Ryan Larsen utilizou a Ressonância magnética para avaliar os níveis de metabólicos no cérebro infantil
Ryan Larsen e seus colegas no Instituto Beckman desenvolveram um novo método para avaliar os níveis de metabólicos no cérebro infantil — Foto: Fred Zwicky

Através da ressonância magnética de prótons, os pesquisadores da Universidade de Illinois, nos Estados Unidos, avaliaram a concentração de vários marcadores químicos, chamados metabólitos, no cérebro.

Assim, eles criaram uma ferramenta que compilou os dados de 140 bebês com idades entre um e três meses, para determinar os intervalos normais para esses metabólitos. A nova ferramenta de acesso aberto, permite que médicos e cientistas avaliem a saúde do cérebro infantil.

O estudo

Os pesquisadores do Instituto Beckman de Ciência e Tecnologia Avançada da Universidade de Illinois, liderados por Ryan Larsen, utilizaram a ressonância magnética de prótons para gerar gráficos que medem a quantidade de metabólitos (produtos do metabolismo) no cérebro dos bebês.

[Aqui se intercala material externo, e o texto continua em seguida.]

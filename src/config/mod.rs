use crate::core::reminders::ReminderPolicy;
use crate::errors::{AppError, AppResult};
use serde::{Deserialize, Serialize};
use std::fs;
use std::io::Write;
use std::path::PathBuf;

#[derive(Debug, Serialize, Deserialize)]
pub struct Config {
    pub database: String,
    #[serde(default = "default_currency")]
    pub currency: String,
    #[serde(default = "default_due_soon_days")]
    pub reminder_due_soon_days: i64,
    #[serde(default = "default_urgent_days")]
    pub reminder_urgent_days: i64,
    #[serde(default = "default_due_soon_km")]
    pub reminder_due_soon_km: f64,
    #[serde(default = "default_urgent_km")]
    pub reminder_urgent_km: f64,
}

fn default_currency() -> String {
    "€".to_string()
}
fn default_due_soon_days() -> i64 {
    ReminderPolicy::default().due_soon_days
}
fn default_urgent_days() -> i64 {
    ReminderPolicy::default().urgent_days
}
fn default_due_soon_km() -> f64 {
    ReminderPolicy::default().due_soon_km
}
fn default_urgent_km() -> f64 {
    ReminderPolicy::default().urgent_km
}

impl Default for Config {
    fn default() -> Self {
        let policy = ReminderPolicy::default();
        Self {
            database: Self::database_file().to_string_lossy().to_string(),
            currency: default_currency(),
            reminder_due_soon_days: policy.due_soon_days,
            reminder_urgent_days: policy.urgent_days,
            reminder_due_soon_km: policy.due_soon_km,
            reminder_urgent_km: policy.urgent_km,
        }
    }
}

impl Config {
    /// Standard configuration directory, per platform.
    pub fn config_dir() -> PathBuf {
        match dirs::config_dir() {
            Some(dir) => dir.join("drivelog"),
            None => PathBuf::from(".").join(".drivelog"),
        }
    }

    pub fn config_file() -> PathBuf {
        Self::config_dir().join("drivelog.conf")
    }

    pub fn database_file() -> PathBuf {
        Self::config_dir().join("drivelog.sqlite")
    }

    /// Load configuration from file, or return defaults if not found.
    pub fn load() -> AppResult<Self> {
        let path = Self::config_file();

        if path.exists() {
            let content = fs::read_to_string(&path).map_err(|_| AppError::ConfigLoad)?;
            serde_yaml::from_str(&content).map_err(|_| AppError::ConfigLoad)
        } else {
            Ok(Config::default())
        }
    }

    /// The reminder thresholds as the engine expects them.
    pub fn reminder_policy(&self) -> ReminderPolicy {
        ReminderPolicy {
            due_soon_days: self.reminder_due_soon_days,
            urgent_days: self.reminder_urgent_days,
            due_soon_km: self.reminder_due_soon_km,
            urgent_km: self.reminder_urgent_km,
        }
    }

    /// Initialize configuration and database files.
    pub fn init_all(custom_db: Option<String>, is_test: bool) -> AppResult<()> {
        let dir = Self::config_dir();
        fs::create_dir_all(&dir)?;

        // DB name: user provided or default
        let db_path = if let Some(name) = custom_db {
            let p = std::path::Path::new(&name);
            if p.is_absolute() {
                p.to_path_buf()
            } else {
                dir.join(p)
            }
        } else {
            Self::database_file()
        };

        let config = Config {
            database: db_path.to_string_lossy().to_string(),
            ..Config::default()
        };

        // Write config file (skipped in test mode so test runs never
        // touch the user's real configuration)
        if !is_test {
            let yaml = serde_yaml::to_string(&config).map_err(|_| AppError::ConfigSave)?;
            let mut file = fs::File::create(Self::config_file())?;
            file.write_all(yaml.as_bytes())?;
            println!("✅ Config file: {:?}", Self::config_file());
        }

        if !db_path.exists() {
            fs::File::create(&db_path)?;
        }

        println!("✅ Database:    {:?}", db_path);

        Ok(())
    }

    /// Check for suspicious threshold values; returns human-readable
    /// findings, empty when everything looks sane.
    pub fn check(&self) -> Vec<String> {
        let mut findings = Vec::new();

        if self.reminder_urgent_days > self.reminder_due_soon_days {
            findings.push(format!(
                "reminder_urgent_days ({}) is larger than reminder_due_soon_days ({})",
                self.reminder_urgent_days, self.reminder_due_soon_days
            ));
        }
        if self.reminder_urgent_km > self.reminder_due_soon_km {
            findings.push(format!(
                "reminder_urgent_km ({}) is larger than reminder_due_soon_km ({})",
                self.reminder_urgent_km, self.reminder_due_soon_km
            ));
        }
        if self.database.trim().is_empty() {
            findings.push("database path is empty".to_string());
        }

        findings
    }
}

#[cfg(test)]
mod tests {
    use super::*;

    #[test]
    fn defaults_match_engine_policy() {
        let cfg = Config::default();
        let policy = cfg.reminder_policy();
        assert_eq!(policy.due_soon_days, 7);
        assert_eq!(policy.urgent_days, 2);
        assert_eq!(policy.due_soon_km, 500.0);
        assert_eq!(policy.urgent_km, 100.0);
    }

    #[test]
    fn check_flags_inverted_thresholds() {
        let cfg = Config {
            reminder_urgent_days: 10,
            ..Config::default()
        };
        assert_eq!(cfg.check().len(), 1);
    }

    #[test]
    fn yaml_roundtrip_keeps_thresholds() {
        let cfg = Config::default();
        let yaml = serde_yaml::to_string(&cfg).unwrap();
        let back: Config = serde_yaml::from_str(&yaml).unwrap();
        assert_eq!(back.reminder_due_soon_km, cfg.reminder_due_soon_km);
    }
}
use crate::db::pool::DbPool;
use crate::errors::AppResult;
use chrono::Local;
use rusqlite::Connection;
use rusqlite::params;

/// One row of the internal audit log.
#[derive(Debug, Clone)]
pub struct LogRow {
    pub date: String,
    pub operation: String,
    pub target: String,
    pub message: String,
}

/// Write an audit line into the `log` table.
///
/// This is also the observability channel for the fail-open reminders
/// path: a storage error there ends up here instead of being discarded.
pub fn audit(conn: &Connection, operation: &str, target: &str, message: &str) -> AppResult<()> {
    let now = Local::now().to_rfc3339();

    let mut stmt = conn.prepare_cached(
        "INSERT INTO log (date, operation, target, message)
         VALUES (?1, ?2, ?3, ?4)",
    )?;

    stmt.execute(params![now, operation, target, message])?;

    Ok(())
}

pub fn load_log(pool: &mut DbPool) -> AppResult<Vec<LogRow>> {
    let mut stmt = pool.conn.prepare(
        "SELECT date, operation, target, message FROM log ORDER BY date DESC",
    )?;

    let rows = stmt.query_map([], |row| {
        Ok(LogRow {
            date: row.get(0)?,
            operation: row.get(1)?,
            target: row.get(2)?,
            message: row.get(3)?,
        })
    })?;

    let mut out = Vec::new();
    for r in rows {
        out.push(r?);
    }

    Ok(out)
}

Esses metabólitos podem ser fundamentais nos primeiros meses de formação dos bebês. Ao compilar os dados de vários metabólitos, eles criaram a ferramenta. Esta ferramenta utiliza valores padronizados que podem ser usados para avaliar a concentração das substâncias no cérebro das crianças.

O estudo publicado nesta quarta-feira (28) pela revista especializada NMR“, contou com a participação de 140 bebês com idades entre um e três meses.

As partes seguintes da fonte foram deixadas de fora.